Treatments for Frey syndrome have included antiperspirant ointment, botulinum toxin A injections, and barrier flaps such as superficial musculoaponeurotic system (SMAS) flap, temporoparietal flap, sternocleidomastoid flap, anterolateral thigh flap, or thick skin flap. Additional complications from surgical resection include sialocele, salivary fistula, neuromas of the great auricular nerve, and preauricular skin anesthesia.
Complications from radiation include sensorineural hearing loss, chronic otitis media/externa, otalgia, skin erythema, mucositis, dysphagia, dysgeusia, xerostomia, soft tissue fibrosis, osteoradionecrosis, and radiation-induced malignancy. Approximately 36% of patients were found to develop hearing loss of 10 dB and higher at 4kHz. Mandibular osteoradionecrosis (<2%) and RT-induced malignancy (1%) at 10 to 25 years are rare complications.
Diagnosis and management of salivary malignancies would need to consist of an interprofessional team, including an otolaryngologist, plastic surgeon, general surgeon, radiation oncologist, speech-language pathologist, and primary care physician.
Patient education on salivary tumors can be challenging due to the heterogeneous array of histologies and the need for multidisciplinary and multimodal management. Patients and their families should be educated on the different treatment options and timeline, including surgical resection, radiation therapy if indicated, and long-term follow-up for recurrence. Patients and parents should be counseled on the possible risks and complications of all treatment modalities and their comorbidities fully assessed by their primary care physicians to determine if they will be candidates for surgical resection. Long-term follow-up is crucial for benign salivary tumors and must be emphasized to patients, given the risk of recurrence and malignant transformation of certain histologies.
Patients with benign salivary gland tumors should be managed by a multidisciplinary team of otolaryngologists, plastic surgeons, general surgeons, pathologists, radiation oncologists, speech-language pathologists, and primary care physicians. Salivary tumors present with varying histologies and severities requiring therapy involving surgery and occasional radiation for recurrent or invasive diseases. Close communication and collaboration between the surgeons and radiation oncologists can provide a tailored approach for each patient. Difficulties with swallowing can occur from acute radiation toxicity.

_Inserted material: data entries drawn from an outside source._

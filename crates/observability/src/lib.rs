//! Tracing/logging setup shared by ledger binaries and test suites.

/// Subscriber initialization (filters, formatting).
pub mod subscriber;

/// Initialize process-wide JSON logging, filtered by `RUST_LOG` (default `info`).
///
/// Safe to call multiple times; subsequent calls are no-ops.
pub fn init() {
    subscriber::init_json();
}

/// Initialize human-readable logging captured by the test harness.
///
/// Safe to call from every test; only the first call installs a subscriber.
pub fn init_for_tests() {
    subscriber::init_test();
}
//! Process-local notification fan-out.
//!
//! Every subscriber owns an unbounded channel. Publishing clones the message
//! into each live channel; subscribers whose receiver was dropped are forgotten
//! on the next publish. After [`LocalBus::close`] publishing fails, which the
//! ledger's sink reports as a dropped notification.

use std::sync::mpsc::{self, Sender};
use std::sync::{Mutex, MutexGuard};

use thiserror::Error;

use crate::bus::{EventBus, Subscription};

#[derive(Debug, Clone, Copy, PartialEq, Eq, Error)]
pub enum LocalBusError {
    #[error("notification bus lock poisoned")]
    Poisoned,
    #[error("notification bus closed")]
    Closed,
}

#[derive(Debug)]
struct Subscribers<M> {
    senders: Vec<Sender<M>>,
    closed: bool,
}

#[derive(Debug)]
pub struct LocalBus<M> {
    subscribers: Mutex<Subscribers<M>>,
}

impl<M> Default for LocalBus<M> {
    fn default() -> Self {
        Self {
            subscribers: Mutex::new(Subscribers {
                senders: Vec::new(),
                closed: false,
            }),
        }
    }
}

impl<M> LocalBus<M> {
    pub fn new() -> Self {
        Self::default()
    }

    /// Stop accepting notifications and hang up on every subscriber.
    pub fn close(&self) -> Result<(), LocalBusError> {
        let mut subscribers = self.subscribers()?;
        subscribers.closed = true;
        subscribers.senders.clear();
        Ok(())
    }

    /// Subscribers still attached as of the last publish.
    pub fn subscriber_count(&self) -> usize {
        self.subscribers().map(|s| s.senders.len()).unwrap_or(0)
    }

    fn subscribers(&self) -> Result<MutexGuard<'_, Subscribers<M>>, LocalBusError> {
        self.subscribers.lock().map_err(|_| LocalBusError::Poisoned)
    }
}

impl<M> EventBus<M> for LocalBus<M>
where
    M: Clone + Send + 'static,
{
    type Error = LocalBusError;

    fn publish(&self, message: M) -> Result<(), Self::Error> {
        let mut subscribers = self.subscribers()?;
        if subscribers.closed {
            return Err(LocalBusError::Closed);
        }
        subscribers.senders.retain(|tx| tx.send(message.clone()).is_ok());
        Ok(())
    }

    /// A subscription taken after `close` (or on a poisoned bus) is already
    /// disconnected.
    fn subscribe(&self) -> Subscription<M> {
        let (tx, rx) = mpsc::channel();
        if let Ok(mut subscribers) = self.subscribers() {
            if !subscribers.closed {
                subscribers.senders.push(tx);
            }
        }
        Subscription::new(rx)
    }
}

#[cfg(test)]
mod tests {
    use std::sync::mpsc::TryRecvError;

    use super::*;

    #[test]
    fn notifications_reach_every_subscriber_in_order() {
        let bus = LocalBus::<&str>::new();
        let planning = bus.subscribe();
        let alerting = bus.subscribe();

        bus.publish("lot expired").unwrap();
        bus.publish("below reorder").unwrap();

        assert_eq!(planning.drain(), vec!["lot expired", "below reorder"]);
        assert_eq!(alerting.drain(), vec!["lot expired", "below reorder"]);
    }

    #[test]
    fn hung_up_subscribers_are_forgotten() {
        let bus = LocalBus::<u32>::new();
        let kept = bus.subscribe();
        drop(bus.subscribe());
        assert_eq!(bus.subscriber_count(), 2);

        bus.publish(7).unwrap();
        assert_eq!(kept.try_recv().unwrap(), 7);
        assert_eq!(bus.subscriber_count(), 1);
    }

    #[test]
    fn closed_bus_rejects_notifications() {
        let bus = LocalBus::<u32>::new();
        let sub = bus.subscribe();
        bus.close().unwrap();

        assert_eq!(bus.publish(1), Err(LocalBusError::Closed));
        assert_eq!(sub.try_recv(), Err(TryRecvError::Disconnected));
        assert_eq!(bus.subscribe().try_recv(), Err(TryRecvError::Disconnected));
    }
}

Patients may need a consultation with general surgery for gastric tube placement to ensure optimal nutrition through treatment, especially if radiation therapy is planned. Early post-treatment intervention by speech-language pathologists can help patients regain pre-treatment function to prevent malnutrition and dependence on enteric feeding. Facial nerve paralysis may occur after parotid surgery, and consultation with an otolaryngologist or plastic surgeon for facial nerve rehabilitation is recommended.
Recurrence of salivary tumors can occur after incomplete excision, and malignant transformation can occur several years after initial treatment. Thus, routine close follow-up by the otolaryngologist, radiation oncologists, and primary care physician is advocated. Finally, patients may develop depression, social anxiety, and avoidance due to visible surgical scarring and facial nerve paralysis. Formal peer support groups can aid patients in addressing their concerns.